Carta ao Leitor: A conta chegou
Impacto das escolhas econômicas erradas exige um debate público responsável e realista, sobretudo em um ano eleitoral
Desemprego em queda, salário mínimo valorizado, PIB crescendo a um ritmo acima das previsões de bancos privados e de instituições como o FMI. Aparentemente, não há nuvens negras no horizonte da economia nacional. Ocorre que os fatos são teimosos, como lembra a famosa frase cunhada pelo segundo presidente dos Estados Unidos, John Adams (1735-1826). Conforme vêm alertando há algum tempo diversos especialistas, esses indicadores são frutos diretos de uma tentativa do governo federal de repetir a receita do PT de gerar progresso a qualquer custo, à base de incentivos ao consumo — uma receita que já levou o país ao abismo na gestão de Dilma Rousseff. A estratégia pode até criar alguma ilusão de prosperidade, mas é incapaz de produzir um crescimento sadio e sustentável a médio e longo prazo. Assim, o Brasil não deslancha como deveria e sofre com o efeito bola de neve: a inflação força o BC a manter os juros nas alturas, o que eleva ainda mais o custo do refinanciamento da dívida pública e, por consequência, o tamanho do endividamento total do país.

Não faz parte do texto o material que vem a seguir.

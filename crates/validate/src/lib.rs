//! Per-type validation of extracted submission members.
//!
//! Every member flows through the same contract: a [`Handler`] inspects the
//! bytes and produces a [`ValidationOutcome`] with a status, format-specific
//! metadata, and diagnostic messages. Handlers never fail on malformed
//! input; malformed content is an `invalid` outcome, and a handler error is
//! reserved for environment problems (a decoding capability that is not
//! available), which dispatch downgrades to a `warning` outcome so one
//! member can never abort the batch.
//!
//! [`HandlerRegistry`] maps coarse file kinds to handlers. Registration is
//! last-write-wins so a handler can be overridden during testing without
//! touching dispatch logic.

pub mod error;
mod handler;
pub mod handlers;
mod outcome;

pub use crate::handler::{Handler, HandlerRegistry};
pub use crate::outcome::{Status, ValidationOutcome};
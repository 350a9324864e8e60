//! The standard handler set, one module per supported file kind.

mod archive;
mod image;
mod pdf;
mod pstex;
mod xml;

pub use self::archive::ArchiveHandler;
pub use self::image::ImageHandler;
pub use self::pdf::PdfHandler;
pub use self::pstex::PsTexHandler;
pub use self::xml::XmlHandler;
//! Optional JSON persistence for the catalog.

use crate::entry::RegistryEntry;
use crate::error::{ErrorKind, Result};
use exn::ResultExt;
use std::path::Path;
use tracing::instrument;

/// Load previously saved entries. A missing file is an empty catalog, not
/// an error; a present-but-unreadable or malformed file is.
#[instrument(skip_all, fields(path = %path.as_ref().display()))]
pub fn load_entries(path: impl AsRef<Path>) -> Result<Vec<RegistryEntry>> {
    let path = path.as_ref();
    if !path.exists() {
        return Ok(Vec::new());
    }
    let json = std::fs::read_to_string(path).or_raise(|| ErrorKind::Persistence(path.to_path_buf()))?;
    let entries = serde_json::from_str(&json).or_raise(|| ErrorKind::Malformed(path.to_path_buf()))?;
    Ok(entries)
}

/// Save entries as pretty-printed JSON, sorted by identity so successive
/// saves of the same catalog diff cleanly.
#[instrument(skip_all, fields(path = %path.as_ref().display(), entries = entries.len()))]
pub fn save_entries(path: impl AsRef<Path>, entries: &[RegistryEntry]) -> Result<()> {
    let path = path.as_ref();
    let mut entries: Vec<&RegistryEntry> = entries.iter().collect();
    entries.sort_by(|a, b| a.identity.strong.cmp(&b.identity.strong));
    let json = serde_json::to_string_pretty(&entries).or_raise(|| ErrorKind::Persistence(path.to_path_buf()))?;
    std::fs::write(path, json).or_raise(|| ErrorKind::Persistence(path.to_path_buf()))?;
    Ok(())
}
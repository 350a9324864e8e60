//! XML well-formedness validation.

use crate::error::Result;
use crate::handler::Handler;
use crate::outcome::ValidationOutcome;
use arxcat_archive::ArchiveMember;
use arxcat_filetype::Classification;
use quick_xml::events::Event;
use quick_xml::Reader;

/// Validates XML members by streaming the whole document through a parser:
/// every tag must close, and exactly one root element must exist. No
/// schema validation.
pub struct XmlHandler;

impl Handler for XmlHandler {
    fn validate(&self, member: &ArchiveMember, classification: &Classification) -> Result<ValidationOutcome> {
        let tag = classification.tag;
        let mut reader = Reader::from_reader(member.bytes.as_slice());
        reader.config_mut().check_end_names = true;

        let mut root: Option<String> = None;
        let mut element_count: u64 = 0;
        let mut depth: u64 = 0;
        let mut buffer = Vec::new();
        loop {
            match reader.read_event_into(&mut buffer) {
                Ok(Event::Start(start)) => {
                    element_count += 1;
                    depth += 1;
                    if root.is_none() {
                        root = Some(String::from_utf8_lossy(start.name().as_ref()).into_owned());
                    }
                },
                Ok(Event::Empty(empty)) => {
                    element_count += 1;
                    if root.is_none() {
                        root = Some(String::from_utf8_lossy(empty.name().as_ref()).into_owned());
                    }
                },
                Ok(Event::End(_)) => depth = depth.saturating_sub(1),
                Ok(Event::Eof) => break,
                Ok(_) => {},
                Err(error) => {
                    let position = reader.buffer_position();
                    return Ok(ValidationOutcome::invalid(tag, format!("malformed XML at byte {position}: {error}")));
                },
            }
            buffer.clear();
        }

        let Some(root) = root else {
            return Ok(ValidationOutcome::invalid(tag, "no root element"));
        };
        if depth != 0 {
            return Ok(ValidationOutcome::invalid(tag, "unclosed elements at end of document"));
        }
        Ok(ValidationOutcome::valid(tag).meta("root_element", root).meta("element_count", element_count))
    }
}
//! Requester-pays retrieval from the arXiv S3 source bucket.
//!
//! The source bucket (`s3://arxiv`) is requester-pays: every request must
//! opt in to being billed, so nothing here fetches implicitly. Credentials
//! are provided explicitly by the caller; retry with exponential back-off
//! is delegated to the SDK, and failures that survive it surface as
//! [`error::ErrorKind::Unavailable`] for the caller to treat as fatal to
//! that archive only.

pub mod error;

use crate::error::{ErrorKind, Result};
use aws_sdk_s3::Client;
use aws_sdk_s3::config::retry::RetryConfig;
use aws_sdk_s3::config::{BehaviorVersion, Credentials, Region};
use aws_sdk_s3::types::RequestPayer;
use exn::ResultExt;
use std::sync::Arc;
use tokio::sync::{OwnedSemaphorePermit, Semaphore};
use tracing::instrument;

/// The manifest object indexing every bulk archive in the bucket.
pub const MANIFEST_KEY: &str = "src/arXiv_src_manifest.xml";

const DEFAULT_BUCKET: &str = "arxiv";
const DEFAULT_REGION: &str = "us-east-1";
/// Bulk archives run to multiple gigabytes; keep concurrent downloads low.
const DEFAULT_CONCURRENT_REQUESTS: usize = 4;

/// Handle to the requester-pays source bucket.
///
/// # Examples
///
/// ```no_run
/// use arxcat_fetch::SourceBucket;
///
/// # async fn example() -> Result<(), Box<dyn std::error::Error>> {
/// let bucket = SourceBucket::new("access_key_id", "secret_access_key");
/// let manifest = bucket.fetch_manifest().await?;
/// let archive = bucket.fetch_archive("src/arXiv_src_9902_005.tar").await?;
/// # Ok(())
/// # }
/// ```
#[derive(Debug, Clone)]
pub struct SourceBucket {
    client: Client,
    bucket: String,
    /// Rate limiter for concurrent S3 requests.
    rate_limiter: Arc<Semaphore>,
}

impl SourceBucket {
    /// Connect to the canonical `arxiv` bucket in `us-east-1`.
    #[must_use]
    pub fn new(key_id: impl Into<String>, key_secret: impl Into<String>) -> Self {
        Self::with_bucket(DEFAULT_BUCKET, DEFAULT_REGION, key_id, key_secret)
    }

    /// Connect to a different bucket or region (mirrors, test fixtures).
    #[must_use]
    pub fn with_bucket(
        bucket: impl Into<String>,
        region: impl Into<String>,
        key_id: impl Into<String>,
        key_secret: impl Into<String>,
    ) -> Self {
        let credentials = Credentials::new(key_id, key_secret, None, None, "arxcat-config");
        let config = aws_sdk_s3::Config::builder()
            .behavior_version(BehaviorVersion::latest())
            .credentials_provider(credentials)
            .region(Region::new(region.into()))
            // Exponential backoff (1 initial + 3 retries)
            .retry_config(RetryConfig::standard().with_max_attempts(4))
            .build();
        Self {
            client: Client::from_conf(config),
            bucket: bucket.into(),
            rate_limiter: Arc::new(Semaphore::new(DEFAULT_CONCURRENT_REQUESTS)),
        }
    }

    /// Download the bucket manifest.
    pub async fn fetch_manifest(&self) -> Result<Vec<u8>> {
        self.get(MANIFEST_KEY).await
    }

    /// Download one bulk archive by its object key
    /// (`src/arXiv_src_{yymm}_{seq}.tar`).
    pub async fn fetch_archive(&self, key: &str) -> Result<Vec<u8>> {
        self.get(key).await
    }

    #[instrument(skip(self), fields(bucket = %self.bucket))]
    async fn get(&self, key: &str) -> Result<Vec<u8>> {
        let _permit = self.acquire_permit().await;
        let request = self
            .client
            .get_object()
            .bucket(&self.bucket)
            .key(key)
            .request_payer(RequestPayer::Requester)
            .send();
        let response = match request.await {
            Ok(response) => response,
            Err(err) => {
                let service = err.into_service_error();
                match service.is_no_such_key() {
                    true => exn::bail!(ErrorKind::NotFound(key.to_string())),
                    false => exn::bail!(ErrorKind::Unavailable(service.to_string())),
                }
            },
        };
        let bytes = response
            .body
            .collect()
            .await
            .or_raise(|| ErrorKind::Unavailable(format!("stream interrupted for {key}")))?;
        let bytes = bytes.into_bytes().to_vec();
        tracing::info!(size = bytes.len(), "downloaded object");
        Ok(bytes)
    }

    /// Acquire a rate limiter permit before making an S3 API call.
    async fn acquire_permit(&self) -> OwnedSemaphorePermit {
        // The semaphore is never closed.
        self.rate_limiter.clone().acquire_owned().await.unwrap_or_else(|_| unreachable!())
    }
}

#[cfg(test)]
mod tests {
    use super::*;

    #[test]
    fn manifest_key_is_under_src() {
        assert_eq!(MANIFEST_KEY, "src/arXiv_src_manifest.xml");
    }

    #[tokio::test]
    async fn construction_does_not_touch_network() {
        let bucket = SourceBucket::with_bucket("fixture", "us-east-1", "id", "secret");
        assert_eq!(bucket.bucket, "fixture");
        let _permit = bucket.acquire_permit().await;
    }
}
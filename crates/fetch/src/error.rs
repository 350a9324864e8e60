//! Retrieval Error Types
//!
//! Structured errors using `exn` for automatic location tracking and error
//! tree construction.

use derive_more::{Display, Error};

/// A retrieval error with automatic location tracking.
pub type Error = exn::Exn<ErrorKind>;
/// Result type alias for retrieval operations.
pub type Result<T> = std::result::Result<T, Error>;

/// Actionable error categories.
///
/// These describe what the caller should *do*, not what went wrong internally.
#[derive(Debug, Display, Error, Clone, PartialEq, Eq)]
pub enum ErrorKind {
    /// The requested object key does not exist in the bucket.
    #[display("object not found: {_0}")]
    NotFound(#[error(not(source))] String),
    /// The bucket is unreachable or the request failed after the SDK's own
    /// retries. Callers treat the affected archive as failed and move on;
    /// they do not retry on top.
    #[display("retrieval unavailable: {_0}")]
    Unavailable(#[error(not(source))] String),
}

impl ErrorKind {
    /// Returns `true` if retrying might succeed.
    pub fn is_retryable(&self) -> bool {
        matches!(self, ErrorKind::Unavailable(_))
    }
}

#[cfg(test)]
mod tests {
    use super::*;

    #[test]
    fn error_kind_display() {
        assert_eq!(
            ErrorKind::NotFound("src/arXiv_src_9902_005.tar".to_string()).to_string(),
            "object not found: src/arXiv_src_9902_005.tar"
        );
    }

    #[test]
    fn error_kind_retryable() {
        assert!(!ErrorKind::NotFound("key".to_string()).is_retryable());
        assert!(ErrorKind::Unavailable("timeout".to_string()).is_retryable());
    }
}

No ambiente empresarial, um dos alertas do momento crítico se dá no número recorde de pedidos de recuperação judicial. No sábado 15, a Marabraz entrou para essa lista, com uma dívida de 140 milhões de reais. No dia seguinte, foi a vez de outra rede varejista, a Casas Bahia, procurar o mesmo caminho. Nesse caso, o passivo supera a casa dos 17 bilhões de reais. Grandes grupos ficaram pelo caminho no passado por incapacidade de se adaptar aos novos tempos, sendo o Mappin um desses exemplos. Marabraz e Casas Bahia também sofreram muito com a concorrência do e-commerce e até com o dinheiro sugado pelas bets, mas isso explica apenas uma parte do problema.
Estimulada a consumir, a população começou a se endividar em níveis altíssimos, algo que pode ser fatal em tempos de juros salgados. As companhias que tentam socorro à custa de financiamentos, pagando as taxas atuais, raramente conseguem sobreviver por muito tempo, independentemente da força de suas marcas, produtos e serviços. Se não bastasse, o buraco financeiro de um grupo como a Casas Bahia obriga a cortes brutais no negócio, com o fechamento de lojas e demissões em massa. A conta das escolhas econômicas erradas definitivamente chegou e exige um debate público responsável e realista, sobretudo em um ano eleitoral. Novas promessas e bravatas de palanque não vão recolocar o Brasil no trilho certo.